MATERIAL FOR THIS EXERCISE below:

// Common test utilities for rvoip-sip-headers
#![allow(dead_code)]

use std::fmt::Debug;

use rvoip_sip_headers::types::header::HeaderField;
use rvoip_sip_headers::Error;

/// Parses `raw`, panicking with the header name on failure.
pub fn parse<T: HeaderField>(raw: &str) -> T {
    T::from_value(raw).unwrap_or_else(|e| panic!("Failed to parse {} from '{}': {}", T::NAME, raw, e))
}

/// Parses `raw`, re-parses the emitted line and checks both copies agree.
/// `raw` must hold a value the header accepts.
pub fn assert_round_trip<T: HeaderField>(raw: &str) -> T {
    let first: T = parse(raw);
    assert!(first.is_valid(), "Expected {} to accept '{}', got {:?}", T::NAME, raw, first);
    let line = first.field_string();
    let second: T = parse(&line);
    assert_eq!(first, second, "round trip of '{}' through '{}' changed the value", raw, line);
    assert_eq!(second.field_string(), line, "second emission differs for '{}'", raw);
    first
}

/// Checks that parsing `raw` fails with a parse error naming the header.
pub fn assert_parse_fails<T: HeaderField>(raw: &str) -> Error {
    match T::from_value(raw) {
        Ok(field) => panic!("Expected {} to reject '{}', got {:?}", T::NAME, raw, field),
        Err(err) => {
            match &err {
                Error::Parse { header, .. } => assert_eq!(*header, T::NAME),
                other => panic!("Expected a parse error for '{}', got {:?}", raw, other),
            }
            err
        }
    }
}

/// Checks that `raw` does not match the header grammar and leaves the field empty.
pub fn assert_left_empty<T: HeaderField>(raw: &str) {
    let field: T = parse(raw);
    assert!(!field.is_valid(), "Expected {} to drop '{}', got {:?}", T::NAME, raw, field);
}
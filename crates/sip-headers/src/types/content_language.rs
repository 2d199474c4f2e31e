//! # SIP Content-Language Header
//!
//! ([RFC 3261 Section 20.13](https://datatracker.ietf.org/doc/html/rfc3261#section-20.13))
//!
//! ```text
//! Content-Language = "Content-Language" HCOLON language-tag *(COMMA language-tag)
//! language-tag     = primary-tag *( "-" subtag )
//! ```
//!
//! A token that is not a well-formed language tag is a parse error.

use serde::{Deserialize, Serialize};

use super::header::{discard, impl_header_conversions, HeaderField};
use crate::error::{Error, Result};
use crate::grammar::is_language_tag;
use crate::parser::{parse_complete, token};

/// One language tag of the Content-Language header.
#[derive(Debug, Clone, Default, Serialize, Deserialize)]
pub struct ContentLanguage {
    language: String,
}

fn check_tag(language: &str) -> Result<()> {
    if language.is_empty() {
        return Err(Error::missing("language tag"));
    }
    if !is_language_tag(language) {
        return Err(Error::format("language tag", language));
    }
    Ok(())
}

impl ContentLanguage {
    pub fn new(language: &str) -> Result<Self> {
        check_tag(language)?;
        Ok(ContentLanguage {
            language: language.to_string(),
        })
    }

    pub fn language(&self) -> &str {
        &self.language
    }

    pub fn set_language(&mut self, language: &str) -> Result<()> {
        check_tag(language)?;
        self.language = language.to_string();
        Ok(())
    }
}

impl HeaderField for ContentLanguage {
    const NAME: &'static str = "Content-Language";
    const ALLOW_MULTIPLE: bool = true;

    fn reset(&mut self) {
        self.language.clear();
    }

    fn parse_value(&mut self, value: &str) -> Result<()> {
        let Some(language) = parse_complete(token, value) else {
            discard(Self::NAME, value);
            return Ok(());
        };
        check_tag(language)?;
        self.language = language.to_string();
        Ok(())
    }

    fn value_string(&self) -> String {
        self.language.clone()
    }

    fn is_valid(&self) -> bool {
        !self.language.is_empty()
    }
}

impl PartialEq for ContentLanguage {
    fn eq(&self, other: &Self) -> bool {
        self.language.eq_ignore_ascii_case(&other.language)
    }
}

impl_header_conversions!(ContentLanguage);

#[cfg(test)]
mod tests {
    use super::*;
    use crate::types::group::HeaderFieldGroup;

    #[test]
    fn test_parse_list() {
        let languages = HeaderFieldGroup::<ContentLanguage>::parse("Content-Language: fr, en-US").unwrap();
        assert_eq!(languages.len(), 2);
        assert_eq!(languages.get(1).unwrap().language(), "en-US");
    }

    #[test]
    fn test_malformed_tag() {
        assert!(ContentLanguage::from_value("en_US").unwrap_err().is_parse_error());
        assert!(ContentLanguage::new("*").is_err());
    }

    #[test]
    fn test_case_insensitive() {
        assert_eq!(ContentLanguage::new("EN-us").unwrap(), ContentLanguage::new("en-US").unwrap());
    }
}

End of MATERIAL FOR THIS EXERCISE.

### TASK REQUIREMENTS
Scan the records above for the word "const" and return every line where it occurs.

### FINISHED TASK
    const NAME: &'static str = "Content-Language";
    const ALLOW_MULTIPLE: bool = true;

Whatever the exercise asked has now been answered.